• **WHAT YOU SHOULD DO**
Which lines of the records below contain the word "matches"? Copy each of them out.

=== DATA UNDER STUDY ===

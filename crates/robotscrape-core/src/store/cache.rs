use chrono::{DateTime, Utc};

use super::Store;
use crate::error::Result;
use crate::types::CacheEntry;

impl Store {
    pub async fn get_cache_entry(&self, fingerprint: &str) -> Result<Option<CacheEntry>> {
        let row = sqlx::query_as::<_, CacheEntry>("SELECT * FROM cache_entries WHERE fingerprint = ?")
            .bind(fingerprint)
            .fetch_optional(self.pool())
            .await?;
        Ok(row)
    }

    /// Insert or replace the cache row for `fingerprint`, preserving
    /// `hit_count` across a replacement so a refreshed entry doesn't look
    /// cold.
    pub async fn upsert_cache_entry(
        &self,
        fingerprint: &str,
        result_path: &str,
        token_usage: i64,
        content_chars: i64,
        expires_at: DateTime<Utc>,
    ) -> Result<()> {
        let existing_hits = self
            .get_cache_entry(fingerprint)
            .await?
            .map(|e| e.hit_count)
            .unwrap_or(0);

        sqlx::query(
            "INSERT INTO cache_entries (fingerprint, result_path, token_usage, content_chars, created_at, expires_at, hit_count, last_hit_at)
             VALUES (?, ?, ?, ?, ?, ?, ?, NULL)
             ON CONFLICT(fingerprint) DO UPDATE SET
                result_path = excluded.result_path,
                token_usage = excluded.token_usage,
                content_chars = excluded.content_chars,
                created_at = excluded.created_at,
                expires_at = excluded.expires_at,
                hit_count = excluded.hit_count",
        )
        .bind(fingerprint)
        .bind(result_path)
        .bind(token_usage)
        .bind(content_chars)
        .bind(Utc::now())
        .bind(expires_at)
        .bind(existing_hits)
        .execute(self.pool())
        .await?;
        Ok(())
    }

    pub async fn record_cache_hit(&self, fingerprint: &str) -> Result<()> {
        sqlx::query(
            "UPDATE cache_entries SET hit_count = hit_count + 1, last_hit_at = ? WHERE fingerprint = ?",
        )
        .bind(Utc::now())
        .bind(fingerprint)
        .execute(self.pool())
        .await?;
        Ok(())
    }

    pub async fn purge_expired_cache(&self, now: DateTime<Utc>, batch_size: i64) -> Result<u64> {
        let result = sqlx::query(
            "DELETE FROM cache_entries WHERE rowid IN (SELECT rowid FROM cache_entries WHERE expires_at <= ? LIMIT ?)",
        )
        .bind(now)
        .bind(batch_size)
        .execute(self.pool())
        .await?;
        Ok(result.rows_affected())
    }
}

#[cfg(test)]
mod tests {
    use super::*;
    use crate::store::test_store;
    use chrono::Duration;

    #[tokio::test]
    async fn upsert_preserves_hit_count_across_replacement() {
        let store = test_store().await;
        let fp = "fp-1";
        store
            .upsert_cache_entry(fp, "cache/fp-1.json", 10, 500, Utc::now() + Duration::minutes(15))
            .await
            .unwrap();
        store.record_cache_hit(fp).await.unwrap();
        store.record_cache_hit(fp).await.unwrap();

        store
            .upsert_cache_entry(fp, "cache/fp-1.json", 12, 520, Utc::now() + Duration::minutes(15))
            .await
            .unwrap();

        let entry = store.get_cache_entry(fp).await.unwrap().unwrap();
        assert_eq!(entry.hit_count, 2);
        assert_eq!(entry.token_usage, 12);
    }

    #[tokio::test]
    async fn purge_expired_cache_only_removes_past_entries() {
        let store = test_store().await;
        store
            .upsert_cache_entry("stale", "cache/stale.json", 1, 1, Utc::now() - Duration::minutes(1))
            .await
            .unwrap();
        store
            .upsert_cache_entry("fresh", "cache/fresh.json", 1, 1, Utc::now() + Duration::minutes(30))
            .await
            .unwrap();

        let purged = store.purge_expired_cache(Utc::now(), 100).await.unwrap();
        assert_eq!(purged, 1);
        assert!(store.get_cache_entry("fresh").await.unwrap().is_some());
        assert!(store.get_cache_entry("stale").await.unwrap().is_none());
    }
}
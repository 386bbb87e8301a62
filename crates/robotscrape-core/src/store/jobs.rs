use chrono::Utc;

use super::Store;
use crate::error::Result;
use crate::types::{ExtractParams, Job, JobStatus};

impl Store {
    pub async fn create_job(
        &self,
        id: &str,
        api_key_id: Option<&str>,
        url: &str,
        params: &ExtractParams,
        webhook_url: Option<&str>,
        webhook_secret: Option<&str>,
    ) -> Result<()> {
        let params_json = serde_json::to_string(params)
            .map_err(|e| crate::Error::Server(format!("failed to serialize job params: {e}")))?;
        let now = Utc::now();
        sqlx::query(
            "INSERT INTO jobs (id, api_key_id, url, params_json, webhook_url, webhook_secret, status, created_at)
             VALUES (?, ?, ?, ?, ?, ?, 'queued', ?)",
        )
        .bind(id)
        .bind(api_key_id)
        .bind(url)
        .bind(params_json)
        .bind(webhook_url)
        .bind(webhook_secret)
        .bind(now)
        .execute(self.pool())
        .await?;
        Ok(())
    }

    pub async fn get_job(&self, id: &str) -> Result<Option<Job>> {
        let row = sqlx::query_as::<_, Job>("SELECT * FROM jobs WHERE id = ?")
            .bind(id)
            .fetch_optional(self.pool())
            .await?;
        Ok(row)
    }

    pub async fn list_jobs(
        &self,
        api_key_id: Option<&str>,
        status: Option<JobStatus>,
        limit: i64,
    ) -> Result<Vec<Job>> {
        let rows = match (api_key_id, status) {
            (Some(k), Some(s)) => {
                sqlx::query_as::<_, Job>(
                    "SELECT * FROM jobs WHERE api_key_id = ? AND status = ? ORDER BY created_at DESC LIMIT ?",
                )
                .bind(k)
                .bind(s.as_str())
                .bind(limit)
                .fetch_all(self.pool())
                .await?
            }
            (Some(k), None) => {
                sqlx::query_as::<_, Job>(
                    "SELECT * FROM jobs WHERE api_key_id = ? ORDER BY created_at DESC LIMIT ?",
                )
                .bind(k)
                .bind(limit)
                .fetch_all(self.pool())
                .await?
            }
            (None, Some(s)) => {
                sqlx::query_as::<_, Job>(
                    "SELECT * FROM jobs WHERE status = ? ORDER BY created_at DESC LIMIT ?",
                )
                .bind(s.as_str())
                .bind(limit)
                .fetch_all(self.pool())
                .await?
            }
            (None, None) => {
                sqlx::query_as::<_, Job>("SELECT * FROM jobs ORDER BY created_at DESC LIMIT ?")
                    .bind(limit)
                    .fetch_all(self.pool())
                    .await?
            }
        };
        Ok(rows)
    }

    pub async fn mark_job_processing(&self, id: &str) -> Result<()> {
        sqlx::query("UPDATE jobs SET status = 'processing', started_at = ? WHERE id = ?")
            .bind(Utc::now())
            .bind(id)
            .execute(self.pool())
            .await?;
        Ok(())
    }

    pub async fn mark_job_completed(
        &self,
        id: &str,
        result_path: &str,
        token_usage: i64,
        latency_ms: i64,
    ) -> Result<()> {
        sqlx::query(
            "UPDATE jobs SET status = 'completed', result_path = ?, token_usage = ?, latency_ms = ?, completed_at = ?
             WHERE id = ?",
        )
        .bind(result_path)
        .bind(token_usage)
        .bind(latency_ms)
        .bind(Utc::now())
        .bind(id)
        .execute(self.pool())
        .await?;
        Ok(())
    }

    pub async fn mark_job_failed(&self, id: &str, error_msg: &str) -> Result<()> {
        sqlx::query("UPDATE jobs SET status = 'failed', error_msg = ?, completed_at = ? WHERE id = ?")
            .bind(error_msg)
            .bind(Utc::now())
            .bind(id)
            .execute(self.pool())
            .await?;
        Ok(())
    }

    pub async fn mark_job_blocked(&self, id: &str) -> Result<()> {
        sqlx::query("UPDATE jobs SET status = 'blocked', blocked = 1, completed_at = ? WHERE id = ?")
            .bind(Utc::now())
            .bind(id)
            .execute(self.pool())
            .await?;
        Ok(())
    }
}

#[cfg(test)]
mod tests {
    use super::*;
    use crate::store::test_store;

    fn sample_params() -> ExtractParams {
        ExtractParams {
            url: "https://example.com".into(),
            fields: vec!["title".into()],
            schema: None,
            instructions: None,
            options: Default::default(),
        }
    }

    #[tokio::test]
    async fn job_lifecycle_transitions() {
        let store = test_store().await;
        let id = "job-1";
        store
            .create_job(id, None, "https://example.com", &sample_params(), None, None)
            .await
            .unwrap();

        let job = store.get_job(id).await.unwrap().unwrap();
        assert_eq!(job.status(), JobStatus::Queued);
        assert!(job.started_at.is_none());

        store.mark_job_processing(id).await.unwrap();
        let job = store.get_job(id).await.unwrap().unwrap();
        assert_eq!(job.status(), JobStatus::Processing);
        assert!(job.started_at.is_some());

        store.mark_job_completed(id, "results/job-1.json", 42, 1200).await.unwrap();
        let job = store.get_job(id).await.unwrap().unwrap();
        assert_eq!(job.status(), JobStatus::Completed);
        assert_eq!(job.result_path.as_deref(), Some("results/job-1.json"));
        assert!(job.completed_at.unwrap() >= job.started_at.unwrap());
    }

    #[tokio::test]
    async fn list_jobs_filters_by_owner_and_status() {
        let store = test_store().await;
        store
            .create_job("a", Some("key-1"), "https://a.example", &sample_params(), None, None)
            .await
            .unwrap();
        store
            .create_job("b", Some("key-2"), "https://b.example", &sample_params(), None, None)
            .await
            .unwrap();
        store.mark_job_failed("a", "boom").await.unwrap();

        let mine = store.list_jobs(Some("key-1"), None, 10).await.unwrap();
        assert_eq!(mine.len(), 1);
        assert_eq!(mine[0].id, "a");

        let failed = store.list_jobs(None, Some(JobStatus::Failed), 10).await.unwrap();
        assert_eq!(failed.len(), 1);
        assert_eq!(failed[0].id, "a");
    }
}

===
=== DATA UNDER STUDY ===

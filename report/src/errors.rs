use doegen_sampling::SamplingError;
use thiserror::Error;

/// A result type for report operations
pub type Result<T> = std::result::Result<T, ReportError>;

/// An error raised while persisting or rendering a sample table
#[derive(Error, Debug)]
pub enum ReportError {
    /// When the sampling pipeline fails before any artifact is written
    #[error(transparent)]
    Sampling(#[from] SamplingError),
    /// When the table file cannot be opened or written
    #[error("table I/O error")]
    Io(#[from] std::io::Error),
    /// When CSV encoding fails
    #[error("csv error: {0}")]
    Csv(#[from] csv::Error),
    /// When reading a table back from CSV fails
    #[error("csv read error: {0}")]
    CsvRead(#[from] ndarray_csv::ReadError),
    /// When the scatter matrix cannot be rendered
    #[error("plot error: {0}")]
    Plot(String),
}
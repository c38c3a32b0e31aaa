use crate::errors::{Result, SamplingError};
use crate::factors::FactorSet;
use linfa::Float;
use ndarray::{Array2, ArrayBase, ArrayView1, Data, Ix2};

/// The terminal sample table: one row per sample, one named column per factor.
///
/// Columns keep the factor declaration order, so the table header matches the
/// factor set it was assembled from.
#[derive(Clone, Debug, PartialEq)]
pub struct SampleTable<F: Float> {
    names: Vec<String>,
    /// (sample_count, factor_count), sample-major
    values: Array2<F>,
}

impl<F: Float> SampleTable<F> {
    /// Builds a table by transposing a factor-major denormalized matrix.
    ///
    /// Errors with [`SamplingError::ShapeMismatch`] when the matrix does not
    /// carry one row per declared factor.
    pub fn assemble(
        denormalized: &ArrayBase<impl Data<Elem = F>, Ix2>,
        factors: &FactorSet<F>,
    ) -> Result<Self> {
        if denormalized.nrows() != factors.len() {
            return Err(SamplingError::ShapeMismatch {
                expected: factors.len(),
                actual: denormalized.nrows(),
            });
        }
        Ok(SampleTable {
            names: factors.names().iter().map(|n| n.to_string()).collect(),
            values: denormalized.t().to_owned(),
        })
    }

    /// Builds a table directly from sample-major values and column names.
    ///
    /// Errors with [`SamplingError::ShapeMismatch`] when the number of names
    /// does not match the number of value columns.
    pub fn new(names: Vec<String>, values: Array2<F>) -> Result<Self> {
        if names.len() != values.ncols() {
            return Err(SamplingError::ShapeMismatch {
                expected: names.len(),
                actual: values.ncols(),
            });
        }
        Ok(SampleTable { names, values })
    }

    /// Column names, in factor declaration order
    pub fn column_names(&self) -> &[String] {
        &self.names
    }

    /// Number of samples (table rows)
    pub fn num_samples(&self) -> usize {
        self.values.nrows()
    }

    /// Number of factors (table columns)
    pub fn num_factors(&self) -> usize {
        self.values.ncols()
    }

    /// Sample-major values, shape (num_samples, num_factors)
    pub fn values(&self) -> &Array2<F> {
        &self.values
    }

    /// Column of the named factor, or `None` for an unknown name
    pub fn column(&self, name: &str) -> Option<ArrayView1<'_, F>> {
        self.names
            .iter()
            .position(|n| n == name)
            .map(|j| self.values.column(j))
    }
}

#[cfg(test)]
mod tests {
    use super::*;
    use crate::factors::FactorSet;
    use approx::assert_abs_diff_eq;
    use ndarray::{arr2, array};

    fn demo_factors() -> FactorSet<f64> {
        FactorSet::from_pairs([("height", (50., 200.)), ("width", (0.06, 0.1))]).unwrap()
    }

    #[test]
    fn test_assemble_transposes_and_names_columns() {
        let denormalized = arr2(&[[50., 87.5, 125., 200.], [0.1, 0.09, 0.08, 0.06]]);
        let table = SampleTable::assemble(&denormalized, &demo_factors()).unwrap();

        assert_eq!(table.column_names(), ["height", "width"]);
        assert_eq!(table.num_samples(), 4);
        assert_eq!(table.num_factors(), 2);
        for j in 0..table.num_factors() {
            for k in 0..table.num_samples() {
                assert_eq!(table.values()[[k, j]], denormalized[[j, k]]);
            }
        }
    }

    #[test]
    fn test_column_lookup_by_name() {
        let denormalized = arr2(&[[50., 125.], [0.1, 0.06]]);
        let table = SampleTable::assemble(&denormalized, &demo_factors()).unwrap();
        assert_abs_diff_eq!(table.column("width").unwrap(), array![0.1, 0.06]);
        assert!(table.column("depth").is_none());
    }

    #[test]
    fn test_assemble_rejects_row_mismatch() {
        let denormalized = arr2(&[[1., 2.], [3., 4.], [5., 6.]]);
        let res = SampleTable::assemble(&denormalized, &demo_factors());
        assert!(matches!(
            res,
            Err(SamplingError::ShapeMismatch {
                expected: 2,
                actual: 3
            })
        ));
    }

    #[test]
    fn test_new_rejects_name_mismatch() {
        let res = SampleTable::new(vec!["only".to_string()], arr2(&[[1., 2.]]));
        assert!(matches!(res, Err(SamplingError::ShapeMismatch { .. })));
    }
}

===

• **SOLVED EXERCISE**
/// Columns keep the factor declaration order, so the table header matches the
        assert!(matches!(
        assert!(matches!(res, Err(SamplingError::ShapeMismatch { .. })));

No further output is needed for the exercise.